**Brief:** Return, exactly and in full, the lines of the records below starting at the one with "fn recenter_interpolation(&self) ->" and ending at the one with "resized.footprint = Some((width, height));", and no other lines.

**Records supplied:**
============
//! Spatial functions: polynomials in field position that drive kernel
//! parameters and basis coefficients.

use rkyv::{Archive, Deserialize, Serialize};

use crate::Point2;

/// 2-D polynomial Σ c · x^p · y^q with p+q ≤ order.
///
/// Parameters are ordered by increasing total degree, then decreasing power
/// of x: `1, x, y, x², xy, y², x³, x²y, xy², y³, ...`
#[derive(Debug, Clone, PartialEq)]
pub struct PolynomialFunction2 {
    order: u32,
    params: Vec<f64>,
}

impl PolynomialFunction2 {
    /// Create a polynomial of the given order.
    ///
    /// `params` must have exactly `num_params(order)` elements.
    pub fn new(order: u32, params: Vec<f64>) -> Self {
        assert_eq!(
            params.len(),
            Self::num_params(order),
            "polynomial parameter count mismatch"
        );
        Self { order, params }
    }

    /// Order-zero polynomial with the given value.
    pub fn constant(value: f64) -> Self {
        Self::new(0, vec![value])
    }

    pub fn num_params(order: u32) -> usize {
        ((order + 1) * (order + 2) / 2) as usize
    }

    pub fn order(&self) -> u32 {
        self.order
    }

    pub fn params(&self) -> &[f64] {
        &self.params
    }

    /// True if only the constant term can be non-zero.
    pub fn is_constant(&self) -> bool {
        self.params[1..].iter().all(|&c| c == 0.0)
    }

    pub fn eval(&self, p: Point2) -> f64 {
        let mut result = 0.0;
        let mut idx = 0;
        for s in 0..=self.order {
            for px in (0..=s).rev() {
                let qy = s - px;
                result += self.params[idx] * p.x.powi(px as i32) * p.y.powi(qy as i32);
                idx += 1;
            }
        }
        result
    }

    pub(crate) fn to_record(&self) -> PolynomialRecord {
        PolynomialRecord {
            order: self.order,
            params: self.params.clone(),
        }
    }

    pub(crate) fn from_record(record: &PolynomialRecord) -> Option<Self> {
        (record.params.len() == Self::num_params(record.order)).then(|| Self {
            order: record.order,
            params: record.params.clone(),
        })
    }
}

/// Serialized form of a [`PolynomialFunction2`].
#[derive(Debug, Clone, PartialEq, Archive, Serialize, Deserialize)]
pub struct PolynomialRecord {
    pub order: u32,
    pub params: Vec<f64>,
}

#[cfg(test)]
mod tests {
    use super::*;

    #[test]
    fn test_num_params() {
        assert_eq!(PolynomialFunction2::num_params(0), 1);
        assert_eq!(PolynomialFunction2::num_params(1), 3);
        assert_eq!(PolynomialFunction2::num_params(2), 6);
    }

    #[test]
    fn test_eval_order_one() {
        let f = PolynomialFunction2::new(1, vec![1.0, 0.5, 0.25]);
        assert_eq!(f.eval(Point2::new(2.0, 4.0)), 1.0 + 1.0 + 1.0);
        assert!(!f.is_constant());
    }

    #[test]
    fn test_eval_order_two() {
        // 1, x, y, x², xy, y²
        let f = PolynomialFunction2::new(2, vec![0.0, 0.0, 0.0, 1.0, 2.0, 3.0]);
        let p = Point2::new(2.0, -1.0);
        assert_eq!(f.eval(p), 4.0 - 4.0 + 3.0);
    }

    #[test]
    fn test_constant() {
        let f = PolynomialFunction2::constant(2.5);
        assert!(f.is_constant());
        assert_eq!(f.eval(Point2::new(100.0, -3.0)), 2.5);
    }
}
============
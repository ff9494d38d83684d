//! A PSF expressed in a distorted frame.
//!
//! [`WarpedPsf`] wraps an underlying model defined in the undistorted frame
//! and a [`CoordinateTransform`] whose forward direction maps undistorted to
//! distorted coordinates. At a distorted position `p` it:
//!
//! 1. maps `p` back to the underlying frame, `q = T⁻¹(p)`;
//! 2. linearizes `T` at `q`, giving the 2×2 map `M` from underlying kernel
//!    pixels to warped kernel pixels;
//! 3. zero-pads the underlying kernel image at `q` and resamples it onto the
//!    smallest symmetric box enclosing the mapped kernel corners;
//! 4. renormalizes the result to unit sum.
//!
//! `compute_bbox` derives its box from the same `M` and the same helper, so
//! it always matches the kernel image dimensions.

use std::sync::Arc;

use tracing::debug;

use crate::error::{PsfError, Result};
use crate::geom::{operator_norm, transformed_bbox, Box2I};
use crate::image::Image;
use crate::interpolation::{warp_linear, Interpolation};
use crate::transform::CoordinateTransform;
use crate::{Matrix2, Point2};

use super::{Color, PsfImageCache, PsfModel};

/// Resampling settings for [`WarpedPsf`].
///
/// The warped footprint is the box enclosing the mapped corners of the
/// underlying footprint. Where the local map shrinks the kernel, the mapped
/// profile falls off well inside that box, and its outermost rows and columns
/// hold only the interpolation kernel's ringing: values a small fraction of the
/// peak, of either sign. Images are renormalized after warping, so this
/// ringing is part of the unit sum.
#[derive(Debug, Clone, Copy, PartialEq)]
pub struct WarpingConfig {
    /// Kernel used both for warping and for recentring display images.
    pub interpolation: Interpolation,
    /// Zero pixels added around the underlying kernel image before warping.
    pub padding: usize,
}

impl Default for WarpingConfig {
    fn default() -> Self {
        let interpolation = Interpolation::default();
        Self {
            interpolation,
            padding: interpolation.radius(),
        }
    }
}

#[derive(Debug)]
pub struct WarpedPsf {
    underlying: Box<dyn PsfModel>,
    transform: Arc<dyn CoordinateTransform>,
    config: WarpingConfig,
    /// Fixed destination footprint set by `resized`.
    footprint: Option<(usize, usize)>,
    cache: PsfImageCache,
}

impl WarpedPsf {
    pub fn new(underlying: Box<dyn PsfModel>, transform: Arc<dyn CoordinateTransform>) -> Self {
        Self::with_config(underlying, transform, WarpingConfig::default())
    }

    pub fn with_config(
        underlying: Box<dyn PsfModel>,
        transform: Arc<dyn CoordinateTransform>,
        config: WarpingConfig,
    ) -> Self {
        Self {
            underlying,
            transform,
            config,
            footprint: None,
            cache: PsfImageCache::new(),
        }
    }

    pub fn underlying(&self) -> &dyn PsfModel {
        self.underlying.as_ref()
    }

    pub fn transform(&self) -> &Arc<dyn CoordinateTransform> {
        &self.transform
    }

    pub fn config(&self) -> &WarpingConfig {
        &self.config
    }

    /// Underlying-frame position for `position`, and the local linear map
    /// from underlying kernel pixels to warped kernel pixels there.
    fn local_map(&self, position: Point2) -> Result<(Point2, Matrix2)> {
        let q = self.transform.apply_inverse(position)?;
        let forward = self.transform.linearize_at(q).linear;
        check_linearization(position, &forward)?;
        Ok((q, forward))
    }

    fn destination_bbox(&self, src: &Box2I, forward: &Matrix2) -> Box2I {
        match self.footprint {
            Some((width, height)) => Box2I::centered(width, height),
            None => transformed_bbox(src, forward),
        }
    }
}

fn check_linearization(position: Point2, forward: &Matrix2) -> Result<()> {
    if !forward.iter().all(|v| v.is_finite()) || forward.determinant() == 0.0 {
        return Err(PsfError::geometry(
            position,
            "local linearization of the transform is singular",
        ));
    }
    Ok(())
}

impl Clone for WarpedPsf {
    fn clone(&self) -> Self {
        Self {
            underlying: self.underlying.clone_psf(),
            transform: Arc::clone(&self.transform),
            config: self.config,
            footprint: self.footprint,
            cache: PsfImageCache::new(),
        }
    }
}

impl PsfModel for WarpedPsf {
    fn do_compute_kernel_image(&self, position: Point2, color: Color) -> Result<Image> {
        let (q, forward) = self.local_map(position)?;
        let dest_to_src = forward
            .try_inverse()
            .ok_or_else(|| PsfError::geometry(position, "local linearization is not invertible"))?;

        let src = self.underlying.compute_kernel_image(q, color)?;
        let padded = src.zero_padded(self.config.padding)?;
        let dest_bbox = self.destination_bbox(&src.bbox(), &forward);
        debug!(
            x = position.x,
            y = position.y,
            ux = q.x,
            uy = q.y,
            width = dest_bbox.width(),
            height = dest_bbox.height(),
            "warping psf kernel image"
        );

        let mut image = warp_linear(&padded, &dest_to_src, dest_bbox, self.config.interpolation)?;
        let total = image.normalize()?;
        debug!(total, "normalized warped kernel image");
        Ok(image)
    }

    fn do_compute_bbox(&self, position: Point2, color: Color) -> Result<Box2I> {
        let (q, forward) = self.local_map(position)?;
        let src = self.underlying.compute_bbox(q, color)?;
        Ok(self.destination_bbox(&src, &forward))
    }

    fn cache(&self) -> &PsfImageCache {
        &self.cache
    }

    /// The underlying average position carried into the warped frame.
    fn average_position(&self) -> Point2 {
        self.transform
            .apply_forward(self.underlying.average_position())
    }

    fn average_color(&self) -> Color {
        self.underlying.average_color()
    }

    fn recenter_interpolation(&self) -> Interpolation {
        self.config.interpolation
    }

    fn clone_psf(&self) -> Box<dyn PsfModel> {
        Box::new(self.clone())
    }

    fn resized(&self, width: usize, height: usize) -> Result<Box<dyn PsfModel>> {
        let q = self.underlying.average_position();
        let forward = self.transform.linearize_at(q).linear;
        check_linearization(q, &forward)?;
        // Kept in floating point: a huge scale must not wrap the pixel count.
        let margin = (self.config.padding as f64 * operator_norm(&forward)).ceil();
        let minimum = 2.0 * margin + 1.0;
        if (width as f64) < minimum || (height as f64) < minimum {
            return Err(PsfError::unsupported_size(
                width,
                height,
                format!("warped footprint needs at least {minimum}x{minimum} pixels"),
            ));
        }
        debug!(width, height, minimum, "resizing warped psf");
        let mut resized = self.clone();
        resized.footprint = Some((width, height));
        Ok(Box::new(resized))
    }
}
============
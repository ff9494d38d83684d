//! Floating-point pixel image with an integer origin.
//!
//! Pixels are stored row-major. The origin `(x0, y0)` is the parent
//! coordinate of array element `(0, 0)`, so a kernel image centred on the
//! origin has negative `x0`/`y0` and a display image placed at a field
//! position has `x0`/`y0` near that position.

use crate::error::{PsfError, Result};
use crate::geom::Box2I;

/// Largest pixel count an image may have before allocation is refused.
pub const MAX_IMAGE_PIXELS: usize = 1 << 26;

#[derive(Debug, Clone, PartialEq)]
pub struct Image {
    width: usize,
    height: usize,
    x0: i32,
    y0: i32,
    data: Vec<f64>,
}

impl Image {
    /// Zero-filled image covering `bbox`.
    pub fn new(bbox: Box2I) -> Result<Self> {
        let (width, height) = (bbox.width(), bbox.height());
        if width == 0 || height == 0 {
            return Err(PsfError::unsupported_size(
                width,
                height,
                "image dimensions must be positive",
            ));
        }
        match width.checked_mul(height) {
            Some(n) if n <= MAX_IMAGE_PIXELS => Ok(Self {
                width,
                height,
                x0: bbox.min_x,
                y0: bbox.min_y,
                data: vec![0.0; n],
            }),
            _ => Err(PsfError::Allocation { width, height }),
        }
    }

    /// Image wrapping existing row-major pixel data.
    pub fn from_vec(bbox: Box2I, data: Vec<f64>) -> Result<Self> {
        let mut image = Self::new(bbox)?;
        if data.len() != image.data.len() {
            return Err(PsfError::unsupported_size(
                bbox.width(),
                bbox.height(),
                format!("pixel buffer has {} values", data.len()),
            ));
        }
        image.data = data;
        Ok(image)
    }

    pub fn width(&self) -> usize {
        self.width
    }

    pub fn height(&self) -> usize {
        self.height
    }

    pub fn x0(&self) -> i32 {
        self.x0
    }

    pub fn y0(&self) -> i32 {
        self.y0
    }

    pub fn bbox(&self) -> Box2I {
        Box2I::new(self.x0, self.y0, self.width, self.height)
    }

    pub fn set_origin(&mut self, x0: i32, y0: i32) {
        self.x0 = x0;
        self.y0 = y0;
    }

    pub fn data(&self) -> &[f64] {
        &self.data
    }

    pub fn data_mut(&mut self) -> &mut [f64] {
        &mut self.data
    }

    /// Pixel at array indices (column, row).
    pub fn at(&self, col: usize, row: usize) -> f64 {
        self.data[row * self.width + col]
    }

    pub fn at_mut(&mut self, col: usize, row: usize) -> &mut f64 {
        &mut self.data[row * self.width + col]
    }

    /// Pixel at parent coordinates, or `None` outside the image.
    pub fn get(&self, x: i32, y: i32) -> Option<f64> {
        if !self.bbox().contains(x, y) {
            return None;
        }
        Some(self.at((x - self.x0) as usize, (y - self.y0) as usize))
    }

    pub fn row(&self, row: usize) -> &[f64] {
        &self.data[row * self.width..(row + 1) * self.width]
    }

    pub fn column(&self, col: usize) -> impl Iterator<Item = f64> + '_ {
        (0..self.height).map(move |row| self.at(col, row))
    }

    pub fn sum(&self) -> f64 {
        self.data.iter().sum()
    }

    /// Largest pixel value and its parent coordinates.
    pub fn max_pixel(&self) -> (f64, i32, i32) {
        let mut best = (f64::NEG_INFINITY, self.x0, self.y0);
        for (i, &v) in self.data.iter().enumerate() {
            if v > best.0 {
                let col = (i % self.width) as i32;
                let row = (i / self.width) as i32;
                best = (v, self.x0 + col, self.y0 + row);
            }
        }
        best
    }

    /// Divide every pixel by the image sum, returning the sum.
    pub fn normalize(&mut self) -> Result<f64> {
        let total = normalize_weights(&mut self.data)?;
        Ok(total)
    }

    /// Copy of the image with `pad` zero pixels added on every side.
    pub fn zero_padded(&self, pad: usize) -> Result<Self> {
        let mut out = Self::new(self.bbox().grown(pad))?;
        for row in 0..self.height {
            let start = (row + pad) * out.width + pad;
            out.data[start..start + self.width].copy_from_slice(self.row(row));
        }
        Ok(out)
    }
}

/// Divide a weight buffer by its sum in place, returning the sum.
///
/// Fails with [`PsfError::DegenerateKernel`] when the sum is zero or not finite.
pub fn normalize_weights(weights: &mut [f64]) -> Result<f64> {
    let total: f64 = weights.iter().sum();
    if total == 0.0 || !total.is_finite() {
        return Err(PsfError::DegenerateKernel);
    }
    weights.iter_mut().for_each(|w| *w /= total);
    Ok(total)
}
============
**Written response:**
    fn recenter_interpolation(&self) -> Interpolation {
        self.config.interpolation
    }

    fn clone_psf(&self) -> Box<dyn PsfModel> {
        Box::new(self.clone())
    }

    fn resized(&self, width: usize, height: usize) -> Result<Box<dyn PsfModel>> {
        let q = self.underlying.average_position();
        let forward = self.transform.linearize_at(q).linear;
        check_linearization(q, &forward)?;
        // Kept in floating point: a huge scale must not wrap the pixel count.
        let margin = (self.config.padding as f64 * operator_norm(&forward)).ceil();
        let minimum = 2.0 * margin + 1.0;
        if (width as f64) < minimum || (height as f64) < minimum {
            return Err(PsfError::unsupported_size(
                width,
                height,
                format!("warped footprint needs at least {minimum}x{minimum} pixels"),
            ));
        }
        debug!(width, height, minimum, "resizing warped psf");
        let mut resized = self.clone();
        resized.footprint = Some((width, height));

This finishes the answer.